### WHAT YOU HAVE TO DO
Transcribe each record below character for character.

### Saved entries
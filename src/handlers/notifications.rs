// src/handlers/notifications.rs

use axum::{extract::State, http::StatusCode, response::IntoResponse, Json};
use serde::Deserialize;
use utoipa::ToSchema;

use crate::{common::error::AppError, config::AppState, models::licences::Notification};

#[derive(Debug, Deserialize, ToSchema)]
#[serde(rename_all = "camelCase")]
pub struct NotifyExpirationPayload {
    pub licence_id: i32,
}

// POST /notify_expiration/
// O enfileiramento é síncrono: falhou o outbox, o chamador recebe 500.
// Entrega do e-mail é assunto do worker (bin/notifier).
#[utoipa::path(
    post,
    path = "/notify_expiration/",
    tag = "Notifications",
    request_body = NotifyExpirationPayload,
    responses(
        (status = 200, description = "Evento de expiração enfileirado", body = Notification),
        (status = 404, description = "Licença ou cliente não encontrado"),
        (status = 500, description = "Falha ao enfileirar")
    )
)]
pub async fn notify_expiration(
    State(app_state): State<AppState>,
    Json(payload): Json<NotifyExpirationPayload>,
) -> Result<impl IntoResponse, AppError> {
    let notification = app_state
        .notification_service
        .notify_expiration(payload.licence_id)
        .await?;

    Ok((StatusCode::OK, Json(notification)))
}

### FINISHED TASK
filename src/handlers/notifications.rs
// src/handlers/notifications.rs

use axum::{extract::State, http::StatusCode, response::IntoResponse, Json};
use serde::Deserialize;
use utoipa::ToSchema;

use crate::{common::error::AppError, config::AppState, models::licences::Notification};

#[derive(Debug, Deserialize, ToSchema)]
#[serde(rename_all = "camelCase")]
pub struct NotifyExpirationPayload {
    pub licence_id: i32,
}

// POST /notify_expiration/
// O enfileiramento é síncrono: falhou o outbox, o chamador recebe 500.
// Entrega do e-mail é assunto do worker (bin/notifier).
#[utoipa::path(
    post,
    path = "/notify_expiration/",
    tag = "Notifications",
    request_body = NotifyExpirationPayload,
    responses(
        (status = 200, description = "Evento de expiração enfileirado", body = Notification),
        (status = 404, description = "Licença ou cliente não encontrado"),
        (status = 500, description = "Falha ao enfileirar")
    )
)]
pub async fn notify_expiration(
    State(app_state): State<AppState>,
    Json(payload): Json<NotifyExpirationPayload>,
) -> Result<impl IntoResponse, AppError> {
    let notification = app_state
        .notification_service
        .notify_expiration(payload.licence_id)
        .await?;

    Ok((StatusCode::OK, Json(notification)))
}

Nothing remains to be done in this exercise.